Start of Block

// src/energy/exchange.rs
//
// Heisenberg exchange over up to eight neighbor shells.
//
// Site energy:
//   E_i = sum_k J_k sum_{j in shell k} S_i . S_j
//
// Effective field:
//   B_i = -dE_i/dS_i = -sum_k J_k sum_j S_j
//
// J < 0 is ferromagnetic (parallel alignment lowers the energy).
//
// Per-site defect overrides replace the shell couplings at individual
// sites; a bond between two overridden sites uses the average of the two
// overrides so that the pair energy stays symmetric. An optional spatial
// modulation scales every bond by the factor evaluated at the bond
// midpoint.

use std::collections::HashMap;
use std::sync::Arc;

use crate::energy::{EnergyTerm, Modulation};
use crate::lattice::{Lattice, MAX_SHELLS};
use crate::vec3;

pub struct ExchangeEnergy {
    lattice: Arc<Lattice>,
    /// J per shell, meV; index 0 is the nearest-neighbor shell.
    couplings: Vec<f64>,
    defects: HashMap<usize, Vec<f64>>,
    modulation: Option<Modulation>,
}

impl ExchangeEnergy {
    pub fn new(lattice: Arc<Lattice>, mut couplings: Vec<f64>) -> Self {
        couplings.truncate(MAX_SHELLS);
        Self {
            lattice,
            couplings,
            defects: HashMap::new(),
            modulation: None,
        }
    }

    /// Replace the shell couplings at one site.
    pub fn set_defect(&mut self, site: usize, couplings: Vec<f64>) {
        self.defects.insert(site, couplings);
    }

    pub fn set_modulation(&mut self, modulation: Option<Modulation>) {
        self.modulation = modulation;
    }

    fn coupling(&self, shell: usize, i: usize, j: usize) -> f64 {
        let at = |site: usize| -> Option<f64> {
            self.defects.get(&site).map(|c| c.get(shell).copied().unwrap_or(0.0))
        };
        let base = self.couplings[shell];
        let j_bond = match (at(i), at(j)) {
            (Some(a), Some(b)) => 0.5 * (a + b),
            (Some(a), None) | (None, Some(a)) => a,
            (None, None) => base,
        };
        match &self.modulation {
            None => j_bond,
            Some(m) => {
                let ri = self.lattice.coords()[i];
                let rj = self.lattice.coords()[j];
                j_bond * m.factor(vec3::scale(vec3::add(ri, rj), 0.5))
            }
        }
    }
}

impl EnergyTerm for ExchangeEnergy {
    fn site_energy(&self, spins: &[[f64; 3]], site: usize) -> f64 {
        let mut e = 0.0;
        for (k, _) in self.couplings.iter().enumerate() {
            let Some(shell) = self.lattice.shell(k) else { break };
            for j in shell.neighbors(site) {
                e += self.coupling(k, site, j) * vec3::dot(spins[site], spins[j]);
            }
        }
        e
    }

    fn field(&self, spins: &[[f64; 3]], site: usize) -> [f64; 3] {
        let mut b = [0.0; 3];
        for (k, _) in self.couplings.iter().enumerate() {
            let Some(shell) = self.lattice.shell(k) else { break };
            for j in shell.neighbors(site) {
                b = vec3::add(b, vec3::scale(spins[j], -self.coupling(k, site, j)));
            }
        }
        b
    }

    fn label(&self) -> &str {
        "exchange"
    }

    fn site_sum_weight(&self) -> f64 {
        0.5
    }
}
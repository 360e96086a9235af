// src/energy/dipolar.rs
//
// All-pairs dipole-dipole interaction, no cutoff:
//   E_i = g * sum_{j != i} [ S_i . S_j - 3 (S_i . r_hat)(S_j . r_hat) ] / r^3
//   B_i = g * sum_{j != i} [ 3 (S_j . r_hat) r_hat - S_j ] / r^3
// with r the minimum-image displacement between i and j. O(N^2) per total
// evaluation; the prefactor g (meV * (lattice unit)^3) absorbs the moment
// and mu0 factors.

use std::sync::Arc;

use crate::energy::EnergyTerm;
use crate::lattice::Lattice;
use crate::vec3;

pub struct DipolarEnergy {
    lattice: Arc<Lattice>,
    strength: f64,
}

impl DipolarEnergy {
    pub fn new(lattice: Arc<Lattice>, strength: f64) -> Self {
        Self { lattice, strength }
    }
}

impl EnergyTerm for DipolarEnergy {
    fn site_energy(&self, spins: &[[f64; 3]], site: usize) -> f64 {
        let mut e = 0.0;
        for j in 0..spins.len() {
            if j == site {
                continue;
            }
            let r = self.lattice.displacement(site, j);
            let d2 = vec3::dot(r, r);
            let d = d2.sqrt();
            let r_hat = vec3::scale(r, 1.0 / d);
            let si_r = vec3::dot(spins[site], r_hat);
            let sj_r = vec3::dot(spins[j], r_hat);
            e += (vec3::dot(spins[site], spins[j]) - 3.0 * si_r * sj_r) / (d2 * d);
        }
        self.strength * e
    }

    fn field(&self, spins: &[[f64; 3]], site: usize) -> [f64; 3] {
        let mut b = [0.0; 3];
        for j in 0..spins.len() {
            if j == site {
                continue;
            }
            let r = self.lattice.displacement(site, j);
            let d2 = vec3::dot(r, r);
            let d = d2.sqrt();
            let r_hat = vec3::scale(r, 1.0 / d);
            let sj_r = vec3::dot(spins[j], r_hat);
            let contrib = vec3::sub(vec3::scale(r_hat, 3.0 * sj_r), spins[j]);
            b = vec3::add(b, vec3::scale(contrib, 1.0 / (d2 * d)));
        }
        vec3::scale(b, self.strength)
    }

    fn label(&self) -> &str {
        "dipolar"
    }

    fn site_sum_weight(&self) -> f64 {
        0.5
    }
}

#[cfg(test)]
mod tests {
    use super::*;
    use crate::lattice::{BoundaryKind, LatticeShape, LatticeSpec};

    fn pair() -> Arc<Lattice> {
        Arc::new(
            crate::lattice::shapes::build(&LatticeSpec {
                shape: LatticeShape::SimpleCubic,
                dims: vec![2, 1, 1],
                boundary: BoundaryKind::Open,
                coordinate_file: None,
                image_file: None,
            })
            .unwrap(),
        )
    }

    #[test]
    fn head_to_tail_beats_side_by_side() {
        // two dipoles one unit apart along x: aligned along the bond
        // E = g(1 - 3) = -2g; aligned perpendicular to it E = +g
        let dip = DipolarEnergy::new(pair(), 1.0);
        let head_to_tail = vec![[1.0, 0.0, 0.0]; 2];
        let side_by_side = vec![[0.0, 0.0, 1.0]; 2];
        assert!((dip.total_energy(&head_to_tail) - (-2.0)).abs() < 1e-12);
        assert!((dip.total_energy(&side_by_side) - 1.0).abs() < 1e-12);
    }

    #[test]
    fn field_matches_energy_gradient() {
        let dip = DipolarEnergy::new(pair(), 1.0);
        let spins = vec![[1.0, 0.0, 0.0]; 2];
        let b = dip.field(&spins, 0);
        // B = 3 r_hat - S_j = 2 x_hat, energy -B.S = -2 = site energy
        assert!((b[0] - 2.0).abs() < 1e-12);
        assert!((dip.site_energy(&spins, 0) - (-vec3::dot(b, spins[0]))).abs() < 1e-12);
    }
}
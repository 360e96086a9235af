// src/vec3.rs

use crate::error::SimError;

/// Tolerance used throughout for "is this unit length / are these equal"
/// style floating-point checks on spin vectors and coordinates.
pub const PRECISION: f64 = 1e-6;

/// 3D vector dot product.
#[inline]
pub fn dot(a: [f64; 3], b: [f64; 3]) -> f64 {
    a[0] * b[0] + a[1] * b[1] + a[2] * b[2]
}

/// 3D vector cross product: a × b.
#[inline]
pub fn cross(a: [f64; 3], b: [f64; 3]) -> [f64; 3] {
    [
        a[1] * b[2] - a[2] * b[1],
        a[2] * b[0] - a[0] * b[2],
        a[0] * b[1] - a[1] * b[0],
    ]
}

#[inline]
pub fn add(a: [f64; 3], b: [f64; 3]) -> [f64; 3] {
    [a[0] + b[0], a[1] + b[1], a[2] + b[2]]
}

#[inline]
pub fn sub(a: [f64; 3], b: [f64; 3]) -> [f64; 3] {
    [a[0] - b[0], a[1] - b[1], a[2] - b[2]]
}

#[inline]
pub fn scale(a: [f64; 3], s: f64) -> [f64; 3] {
    [a[0] * s, a[1] * s, a[2] * s]
}

/// Euclidean norm.
#[inline]
pub fn norm(a: [f64; 3]) -> f64 {
    dot(a, a).sqrt()
}

/// Squared distance between two points.
#[inline]
pub fn dist2(a: [f64; 3], b: [f64; 3]) -> f64 {
    let d = sub(a, b);
    dot(d, d)
}

/// Normalise a 3D vector to unit length. A zero vector is a typed error:
/// spin directions must never silently collapse to a default.
#[inline]
pub fn normalize(v: [f64; 3]) -> Result<[f64; 3], SimError> {
    let n2 = dot(v, v);
    if n2 == 0.0 {
        return Err(SimError::ZeroNormalization);
    }
    let inv = 1.0 / n2.sqrt();
    Ok([v[0] * inv, v[1] * inv, v[2] * inv])
}

/// Normalise, substituting `fallback` for a zero vector. Used on per-step
/// fallback paths where a single degenerate vector must not abort the run;
/// callers count these events and report them in the step diagnostics.
#[inline]
pub fn normalize_or(v: [f64; 3], fallback: [f64; 3]) -> [f64; 3] {
    let n2 = dot(v, v);
    if n2 == 0.0 {
        return fallback;
    }
    let inv = 1.0 / n2.sqrt();
    [v[0] * inv, v[1] * inv, v[2] * inv]
}

/// Apply a 3x3 rotation matrix (row-major) to a vector.
#[inline]
pub fn rotate(r: &[[f64; 3]; 3], v: [f64; 3]) -> [f64; 3] {
    [dot(r[0], v), dot(r[1], v), dot(r[2], v)]
}

/// Rodrigues rotation matrix for a rotation of `angle` radians about a unit
/// `axis`. The axis is not re-normalized here; pass a unit vector.
pub fn rotation_matrix(axis: [f64; 3], angle: f64) -> [[f64; 3]; 3] {
    let (s, c) = angle.sin_cos();
    let t = 1.0 - c;
    let [x, y, z] = axis;
    [
        [t * x * x + c, t * x * y - s * z, t * x * z + s * y],
        [t * x * y + s * z, t * y * y + c, t * y * z - s * x],
        [t * x * z - s * y, t * y * z + s * x, t * z * z + c],
    ]
}
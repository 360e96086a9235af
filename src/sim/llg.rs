// src/sim/llg.rs
//
// Stochastic Landau-Lifshitz-Gilbert integration, semi-implicit
// predictor/corrector scheme.
//
// Per active site i, with committed spin s and reduced gyromagnetic ratio
// gamma' = gamma / (1 + alpha^2):
//
//   a   = dt * B(s) + sqrt(dt) * sigma_i * xi          (xi ~ N(0,1)^3)
//   u_p = -(gamma'/4) * (a + alpha * s x a)            predictor
//   s*  = R(u_p) s                                     trial spin
//   a'  = dt * B(s*) + sqrt(dt) * sigma_i * xi         (same xi)
//   u_c = -(gamma'/2) * (a' + alpha * s* x a')         corrector
//   s'  = R(u_c) s                                     committed from the
//                                                      ORIGINAL spin
//
// R(u) is the norm-preserving Cayley rotation
//   R(u) v = [ (1 - |u|^2) v + 2 v x u + 2 (u.v) u ] / (1 + |u|^2).
//
// The 1/4-vs-1/2 prefactor asymmetry between the stages is part of the
// discretization being replicated; do not symmetrize it.
//
// Thermal field: sigma_i = sqrt(2 alpha kB T_i / (gamma mu)), one normal
// 3-vector per active site per step, shared by both stages.
//
// Corrector fields are evaluated against the trial buffer passed
// explicitly to the Hamiltonian; nothing is retargeted. Inactive sites are
// copied through unchanged. All scratch buffers live on the struct and are
// reused across steps.

use std::sync::atomic::{AtomicUsize, Ordering};

use rayon::prelude::*;

use crate::error::SimError;
use crate::hamiltonian::Hamiltonian;
use crate::rng::RandomSource;
use crate::sim::{
    torque_metric, SimulationMethod, StepReport, TemperatureField, GAMMA_ELECTRON, K_BOLTZMANN,
    MU_BOHR,
};
use crate::spin_field::SpinField;
use crate::vec3;

pub struct LandauLifshitzGilbert {
    /// Integration time step in seconds.
    time_width: f64,
    /// Gilbert damping parameter alpha.
    damping: f64,
    /// Magnetic moment per site in Bohr magnetons.
    magnetic_moment: f64,
    active_mask: Vec<bool>,
    noise: Vec<[f64; 3]>,
    trial: Vec<[f64; 3]>,
    committed: Vec<[f64; 3]>,
}

impl LandauLifshitzGilbert {
    pub fn new(time_width: f64, damping: f64, magnetic_moment: f64) -> Result<Self, SimError> {
        if time_width <= 0.0 || damping < 0.0 || magnetic_moment <= 0.0 {
            return Err(SimError::InvalidConfig(format!(
                "bad LLG parameters: dt = {time_width}, alpha = {damping}, mu = {magnetic_moment}"
            )));
        }
        Ok(Self {
            time_width,
            damping,
            magnetic_moment,
            active_mask: Vec::new(),
            noise: Vec::new(),
            trial: Vec::new(),
            committed: Vec::new(),
        })
    }

    /// Cayley rotation, norm preserving for any u.
    #[inline]
    fn rotate(s: [f64; 3], u: [f64; 3]) -> [f64; 3] {
        let u2 = vec3::dot(u, u);
        let v = vec3::add(
            vec3::add(vec3::scale(s, 1.0 - u2), vec3::scale(vec3::cross(s, u), 2.0)),
            vec3::scale(u, 2.0 * vec3::dot(u, s)),
        );
        vec3::scale(v, 1.0 / (1.0 + u2))
    }

    #[inline]
    fn stage_rotation(&self, prefactor: f64, s: [f64; 3], a: [f64; 3]) -> [f64; 3] {
        let u = vec3::scale(
            vec3::add(a, vec3::scale(vec3::cross(s, a), self.damping)),
            prefactor,
        );
        Self::rotate(s, u)
    }
}

impl SimulationMethod for LandauLifshitzGilbert {
    fn step(
        &mut self,
        field: &mut SpinField,
        hamiltonian: &Hamiltonian,
        rng: &mut RandomSource,
        temperature: &TemperatureField,
        want_metric: bool,
    ) -> Result<StepReport, SimError> {
        crate::sim::check_temperature_extent(field, temperature)?;
        let n = field.len();
        self.active_mask.clear();
        self.active_mask.resize(n, false);
        for &i in field.active_sites() {
            self.active_mask[i] = true;
        }
        self.noise.resize(n, [0.0; 3]);
        self.trial.resize(n, [0.0; 3]);
        self.committed.resize(n, [0.0; 3]);

        let dt = self.time_width;
        let sqrt_dt = dt.sqrt();
        let field_scale = 1.0 / (self.magnetic_moment * MU_BOHR);
        let gamma_reduced = GAMMA_ELECTRON / (1.0 + self.damping * self.damping);

        // Thermal draws happen sequentially so trajectories stay
        // reproducible for a fixed seed regardless of thread count.
        for i in 0..n {
            self.noise[i] = if self.active_mask[i] && temperature.at(i) > 0.0 {
                let sigma = (2.0 * self.damping * K_BOLTZMANN * temperature.at(i)
                    / (GAMMA_ELECTRON * self.magnetic_moment * MU_BOHR))
                    .sqrt();
                vec3::scale(rng.normal3(), sqrt_dt * sigma)
            } else {
                [0.0; 3]
            };
        }

        let spins = field.spins().to_vec();

        // Predictor: every active site sees the committed array.
        let mask = &self.active_mask;
        let noise = &self.noise;
        let pred_prefactor = -gamma_reduced / 4.0;
        let trial: Vec<[f64; 3]> = (0..n)
            .into_par_iter()
            .map(|i| {
                if !mask[i] {
                    return spins[i];
                }
                let b = vec3::scale(hamiltonian.effective_field(&spins, i), field_scale);
                let a = vec3::add(vec3::scale(b, dt), noise[i]);
                self.stage_rotation(pred_prefactor, spins[i], a)
            })
            .collect();
        self.trial = trial;

        // Corrector: fields from the trial buffer, rotation applied to the
        // original spin, with the trial spin steering the damping term.
        let corr_prefactor = -gamma_reduced / 2.0;
        let fallbacks = AtomicUsize::new(0);
        let trial_ref = &self.trial;
        let committed: Vec<[f64; 3]> = (0..n)
            .into_par_iter()
            .map(|i| {
                if !mask[i] {
                    return spins[i];
                }
                let b = vec3::scale(hamiltonian.effective_field(trial_ref, i), field_scale);
                let a = vec3::add(vec3::scale(b, dt), noise[i]);
                let s_star = trial_ref[i];
                let u = vec3::scale(
                    vec3::add(a, vec3::scale(vec3::cross(s_star, a), self.damping)),
                    corr_prefactor,
                );
                let rotated = Self::rotate(spins[i], u);
                // rotation preserves the norm up to roundoff; renormalize,
                // falling back to the previous orientation if degenerate
                if vec3::dot(rotated, rotated) == 0.0 {
                    fallbacks.fetch_add(1, Ordering::Relaxed);
                    spins[i]
                } else {
                    vec3::normalize_or(rotated, spins[i])
                }
            })
            .collect();
        self.committed = committed;

        field.overwrite_spins(&self.committed)?;

        let metric = want_metric.then(|| torque_metric(field, hamiltonian));
        Ok(StepReport {
            metric,
            fallback_events: fallbacks.load(Ordering::Relaxed),
        })
    }

    fn label(&self) -> &str {
        "llg"
    }
}

#[cfg(test)]
mod tests {
    use super::*;
    use crate::energy::ZeemanEnergy;
    use crate::lattice::{BoundaryKind, LatticeShape, LatticeSpec};
    use crate::spin_field::SpinModel;

    fn single_site() -> (SpinField, Hamiltonian, TemperatureField) {
        let _lat = crate::lattice::shapes::build(&LatticeSpec {
            shape: LatticeShape::SimpleCubic,
            dims: vec![1, 1, 1],
            boundary: BoundaryKind::Open,
            coordinate_file: None,
            image_file: None,
        })
        .unwrap();
        let mut field = SpinField::new(SpinModel::Heisenberg, 1);
        field.set_spin(0, [1.0, 0.0, 0.0]).unwrap();
        let ham = Hamiltonian::new(vec![Box::new(ZeemanEnergy::new([0.0, 0.0, 1.0]))]);
        let temp = TemperatureField::uniform(1, 0.0);
        (field, ham, temp)
    }

    #[test]
    fn rotation_preserves_norm() {
        let s = [0.6, 0.0, 0.8];
        let r = LandauLifshitzGilbert::rotate(s, [0.3, -0.2, 0.1]);
        assert!((vec3::norm(r) - 1.0).abs() < 1e-12);
    }

    #[test]
    fn damped_spin_relaxes_onto_the_field() {
        let (mut field, ham, temp) = single_site();
        let mut rng = RandomSource::from_seed(1);
        let mut llg = LandauLifshitzGilbert::new(1e-14, 0.5, 1.0).unwrap();
        for _ in 0..5000 {
            llg.step(&mut field, &ham, &mut rng, &temp, false).unwrap();
        }
        let s = field.spin(0).unwrap();
        assert!(s[2] > 0.99, "spin did not align with the field: {s:?}");
        assert!((vec3::norm(s) - 1.0).abs() < 1e-9);
    }

    #[test]
    fn zero_temperature_energy_is_monotone() {
        let (mut field, ham, temp) = single_site();
        let mut rng = RandomSource::from_seed(1);
        let mut llg = LandauLifshitzGilbert::new(1e-14, 0.3, 1.0).unwrap();
        let mut last = ham.total_energy(field.spins());
        for _ in 0..200 {
            llg.step(&mut field, &ham, &mut rng, &temp, false).unwrap();
            let e = ham.total_energy(field.spins());
            assert!(e <= last + 1e-12, "energy rose: {last} -> {e}");
            last = e;
        }
    }

    #[test]
    fn short_temperature_field_is_a_typed_error() {
        let (mut field, ham, _temp) = single_site();
        let mut rng = RandomSource::from_seed(1);
        let temp = TemperatureField::uniform(0, 10.0);
        let mut llg = LandauLifshitzGilbert::new(1e-14, 0.2, 1.0).unwrap();
        assert!(matches!(
            llg.step(&mut field, &ham, &mut rng, &temp, false),
            Err(SimError::TemperatureFieldLength { sites: 1, got: 0 })
        ));
    }

    #[test]
    fn inactive_sites_are_frozen() {
        let mut field = SpinField::new(SpinModel::Heisenberg, 2);
        field.set_spin(0, [1.0, 0.0, 0.0]).unwrap();
        field.set_spin(1, [1.0, 0.0, 0.0]).unwrap();
        field.set_inactive_site(1).unwrap();
        let ham = Hamiltonian::new(vec![Box::new(ZeemanEnergy::new([0.0, 0.0, 1.0]))]);
        let temp = TemperatureField::uniform(2, 10.0);
        let mut rng = RandomSource::from_seed(4);
        let mut llg = LandauLifshitzGilbert::new(1e-14, 0.2, 1.0).unwrap();
        for _ in 0..50 {
            llg.step(&mut field, &ham, &mut rng, &temp, false).unwrap();
        }
        assert_eq!(field.spin(1).unwrap(), [1.0, 0.0, 0.0]);
        assert!(field.spin(0).unwrap() != [1.0, 0.0, 0.0]);
    }
}
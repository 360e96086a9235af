// src/lattice/mod.rs
//
// Lattice topology: site coordinates, nth-nearest-neighbor shells, and the
// derived cell structures the multi-spin energy terms and the topological
// charge observable consume.
//
// Conventions:
// - Distances are in lattice units (nearest-neighbor spacing = 1 for the
//   built-in shapes).
// - Shell k is the k-th smallest distinct center-to-site distance.
// - Neighbor tables are rectangular per shell (width = max neighbor count
//   observed at that shell), padded with the -1 sentinel. The packed
//   sentinel layout is kept for cache friendliness; the iterator accessors
//   below are the only supported access path.
// - Under periodic/helical wrap, all displacements use the minimum-image
//   metric over the wrap vectors.

pub mod shapes;

pub use shapes::{BoundaryKind, LatticeShape, LatticeSpec};

use crate::error::SimError;
use crate::vec3::{self, PRECISION};

/// Maximum number of neighbor shells resolved per lattice.
pub const MAX_SHELLS: usize = 8;

/// Direction vectors are recorded for the first this-many shells only
/// (DM couplings reach at most order 5).
pub const VECTOR_SHELLS: usize = 5;

/// Absolute tolerance for "site j sits on shell k of site i".
pub const NEIGHBOR_TOL: f64 = 0.01;

/// Cells whose members are farther apart than this (any pairwise distance,
/// lattice units) are invalidated: they would couple across a cut boundary.
pub const CELL_CUTOFF: f64 = 3.1;

const NO_NEIGHBOR: i32 = -1;

/// One distance shell: rectangular index table plus (for the low shells)
/// the matching displacement vectors.
#[derive(Debug, Clone)]
pub struct NeighborShell {
    pub distance: f64,
    pub width: usize,
    table: Vec<i32>,
    vectors: Option<Vec<[f64; 3]>>,
}

impl NeighborShell {
    /// Neighbor indices of `site` on this shell, skipping sentinel slots.
    pub fn neighbors(&self, site: usize) -> impl Iterator<Item = usize> + '_ {
        let row = &self.table[site * self.width..(site + 1) * self.width];
        row.iter()
            .take_while(|&&j| j != NO_NEIGHBOR)
            .map(|&j| j as usize)
    }

    /// (neighbor index, displacement to neighbor) pairs. Only available on
    /// shells below [`VECTOR_SHELLS`].
    pub fn neighbors_with_vectors(
        &self,
        site: usize,
    ) -> impl Iterator<Item = (usize, [f64; 3])> + '_ {
        let row = &self.table[site * self.width..(site + 1) * self.width];
        let vecs = self
            .vectors
            .as_ref()
            .map(|v| &v[site * self.width..(site + 1) * self.width]);
        row.iter()
            .enumerate()
            .take_while(|(_, &j)| j != NO_NEIGHBOR)
            .map(move |(slot, &j)| {
                let v = vecs.map(|vs| vs[slot]).unwrap_or([0.0; 3]);
                (j as usize, v)
            })
    }
}

/// A derived cell: a fixed-arity tuple of site indices, or invalid (all -1)
/// when the construction crossed the distance cutoff. Consumers must skip
/// invalid cells.
#[derive(Debug, Clone, Copy, PartialEq, Eq)]
pub struct Cell<const K: usize>(pub [i32; K]);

End of Block

Starting with the line with "rotation preserves the" above and going on through the line with "if vec3::dot(rotated, rotated)", transcribe every line exactly, both ends included, and add nothing.

                // rotation preserves the norm up to roundoff; renormalize,
                // falling back to the previous orientation if degenerate
                if vec3::dot(rotated, rotated) == 0.0 {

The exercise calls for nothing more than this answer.